Counsel's arguments are based on a single district court decision the court cited in its conditional ruling, i.e., Momentum Commercial Funding, LLC v. Project Storm, LLC, 2022 WL 2817429 (E.D. Cal. July 18, 2022), adopted in full, 2022 WL 3578571 (E.D. Cal. Aug. 19, 2022). Counsel attempts to substantiate both his entitlement to an enhanced hourly rate of $450.00 and the reasonableness of a $450.00 enhanced hourly rate by manipulating the actual and approved hourly rates of the attorney involved in Momentum Commercial under what is commonly referred to as the Laffey matrix. Problem is, the Ninth Circuit has discredited the Laffey matrix as unreliable and rejected it as unworkable in this Circuit. As the Nevada district court explained in Voggenthaler v. Maryland Square, LLC, 2010 WL 4316883 (D. Nev. Oct. 20, 2010):

In this matter, the Court rejects the use of the Laffey matrix to determine the reasonable hourly rate for purposes of awarding attorneys' fees. In Prison Legal News, [608 F.3d 446 (9th Cir. 2010)] the Ninth Circuit stated that a district court does not need to use the Laffey matrix for purposes of determining appropriate hourly rates. 608 F.3d at 454. The Ninth Circuit noted that the 'Laffey matrix is an inflation-adjusted grid of hourly rates for lawyers of varying levels of experience in Washington D.C.' Id. According to the Ninth Circuit, 'just because the Laffey matrix has been accepted in the District of Columbia does not mean that it is a sound basis for determining rates elsewhere, let alone in a legal market 3,000 miles away.' Id. Thus, the Court will apply the Lodestar method and look to the prevailing market rates in Las Vegas, Nevada.
Id. at *3.

This court agrees with Voggenthaler to the extent it relied on Prison Legal to discredit and reject the Laffey matrix and instead looked to prevailing local market rates. The Eastern District of California district court shares the same view. See e.g., Cabardo v. Patacsil, 2022 WL 956951, at *3 (E.D. Cal. March 30, 2022) ("The Eastern District has repeatedly declined to adopt the Laffey matrix, as it only surveys prevailing rates in the Washington, D.C. legal community and does not directly correlate to hourly rates for attorneys and paralegals in other parts of the country."); Chapman v. Jacobs, 2019 WL 4259765, at *4 (E.D. Cal. Sept. 9, 2019) (declining to use the Laffey matrix to determine a reasonable hourly rate because 'it is not an accurate tool to assess market rates in this district') aff'd, 836 Fed.Appx. 606 (9th Cir. 2021). So too does the Northern District of California. See e.g., Theodore Broomfield v. Craft Brew Alliance, Inc., 2020 WL 1972505, at *27 (N.D. Cal. Feb. 5, 2020). Accordingly, this court will not use the Laffey matrix for any purpose, generally, and, particularly, it will not use it to manipulate a reasonable hourly rate in this case or in this district.

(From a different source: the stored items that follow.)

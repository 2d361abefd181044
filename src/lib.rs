//! kernelgen - kernel node lists to textual LLVM-style IR.
//!
//! kernelgen takes a topologically ordered list of typed kernel operations
//! (arithmetic, memory access, loops, conditionals, matrix multiplies) and
//! emits one textual IR function for a chosen target. Lowering happens in
//! three steps: legalization rewrites nodes a target cannot express, pass 1
//! plans loop-carried accumulators, and pass 2 names every node and selects
//! its instruction text through a priority-ordered rule list.
//!
//! # Primary Usage
//!
//! ```ignore
//! use kernelgen::core::{DType, Graph, Target};
//! use kernelgen::llvm::lower;
//!
//! let mut g = Graph::new();
//! g.name("fill")?;
//! let out = g.define_global(0, DType::F32.ptr())?;
//! let i = g.const_int(DType::I32, 0)?;
//! let one = g.const_float(DType::F32, 1.0)?;
//! let idx = g.index(out, i)?;
//! g.store(idx, one)?;
//! let text = lower(&g, &Target::amdgpu("gfx1100"))?;
//! ```
//!
//! # Architecture
//!
//! - [`core`] - node model, patterns, session, target configuration, errors
//! - [`llvm`] - shared legalization, selection and control-flow lowering
//! - [`cpu`] - sequential target and its AMX matrix templates
//! - [`amdgpu`] - parallel AMD GPU target
//! - [`text`] - node-list text format and FileCheck-style filetests
//! - [`eval`] - reference evaluator for emitted programs

pub mod amdgpu;
pub mod core;
pub mod cpu;
pub mod eval;
pub mod llvm;
pub mod text;

pub use core::{CompileError, CompileResult, DType, Graph, Node, NodeId, Op, ScalarType, SessionStats, Target};
pub use llvm::{lower, lower_with_stats, Lowered};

Without evidence from Counsel that satisfies his basic burden as the fee applicant, and with the Laffey matrix rejected, the court will rely on its own knowledge of local customary hourly rates based on years of experience within the Eastern District of California as the relevant legal market. Ingram v. Oroudjian, 647 F.3d 925, 928 (9th Cir. 2011). And it does so guided by the two other decisions cited in the conditional ruling which the response ignores, i.e., Ambrose v. U.S. Med-Equip, LLC, 2024 WL 307843 (E.D. Cal. Jan. 26, 2024), and In re Howell, 2023 WL 3486669 (Bankr. E.D. Cal. May 14, 2023).

The district court in Ambrose recognized that "[i]n the Fresno Division of the Eastern District of California, across a variety of types of litigation, generally, attorneys with experience of twenty or more years of experience are awarded $350.00 to $400.00 per hour; attorneys with ten to twenty years of experience are awarded $250.00 to $350.00 per hour[.]" Ambrose, 2024 WL 307843 at *15. This court in Howell approved a $450.00 hourly rate as reasonable rate for an attorney with "more than three decades" of bankruptcy experience. Howell, 2023 WL 3486669 at *11. Ambrose is instructive because it recognizes that an hourly rate of $400.00 is reasonable for attorneys with over twenty years experience. Howell is instructive because it recognizes that an hourly rate of $450.00 is reasonable for an attorney with over thirty years of experience. Counsel's years of experience fall short of both thresholds.

Perez v. All Ag., Inc., 2021 WL 3129602, at *5 & n.7 (E.D. Cal. July 23, 2021), notes there is no distinction in hourly rates between Sacramento and Fresno divisions, particularly in specialized areas of practice.

Ambrose and Howell are also recent decisions which means they are more timely and more relevant snapshots of reasonable rates in the Eastern District of California without the need for any Laffey matrix manipulation. Ambrose was decided less than two months ago and Howell was decided less than ten months ago.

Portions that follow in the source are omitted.